TASK ITEM » Print exactly the lines from the one containing "if batch_size == 0" through the last line of the listing, both included.

RECORDED DATA »
····················

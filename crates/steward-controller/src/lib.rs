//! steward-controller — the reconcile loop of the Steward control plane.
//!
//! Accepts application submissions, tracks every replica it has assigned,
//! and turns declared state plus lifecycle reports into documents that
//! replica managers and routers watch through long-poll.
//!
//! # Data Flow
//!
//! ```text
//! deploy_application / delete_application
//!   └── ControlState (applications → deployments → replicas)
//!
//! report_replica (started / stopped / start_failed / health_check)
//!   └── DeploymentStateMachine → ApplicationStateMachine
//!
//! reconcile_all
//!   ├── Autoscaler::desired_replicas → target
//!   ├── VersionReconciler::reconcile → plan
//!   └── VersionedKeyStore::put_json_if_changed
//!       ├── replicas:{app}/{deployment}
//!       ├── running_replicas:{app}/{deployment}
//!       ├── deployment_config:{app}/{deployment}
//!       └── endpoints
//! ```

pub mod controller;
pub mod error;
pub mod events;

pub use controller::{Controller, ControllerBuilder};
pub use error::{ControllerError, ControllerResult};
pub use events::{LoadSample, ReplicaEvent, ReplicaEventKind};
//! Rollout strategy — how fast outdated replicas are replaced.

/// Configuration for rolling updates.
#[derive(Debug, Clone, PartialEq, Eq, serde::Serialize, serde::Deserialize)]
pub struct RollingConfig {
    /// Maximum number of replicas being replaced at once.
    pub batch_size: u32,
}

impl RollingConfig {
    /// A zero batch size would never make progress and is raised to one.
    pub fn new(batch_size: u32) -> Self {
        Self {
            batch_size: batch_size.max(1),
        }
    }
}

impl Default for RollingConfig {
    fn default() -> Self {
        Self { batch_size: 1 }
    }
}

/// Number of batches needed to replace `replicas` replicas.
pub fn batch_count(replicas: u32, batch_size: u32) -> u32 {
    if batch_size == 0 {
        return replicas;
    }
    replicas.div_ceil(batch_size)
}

····················

RESPONSE TO THE TASK »
    if batch_size == 0 {
        return replicas;
    }
    replicas.div_ceil(batch_size)
}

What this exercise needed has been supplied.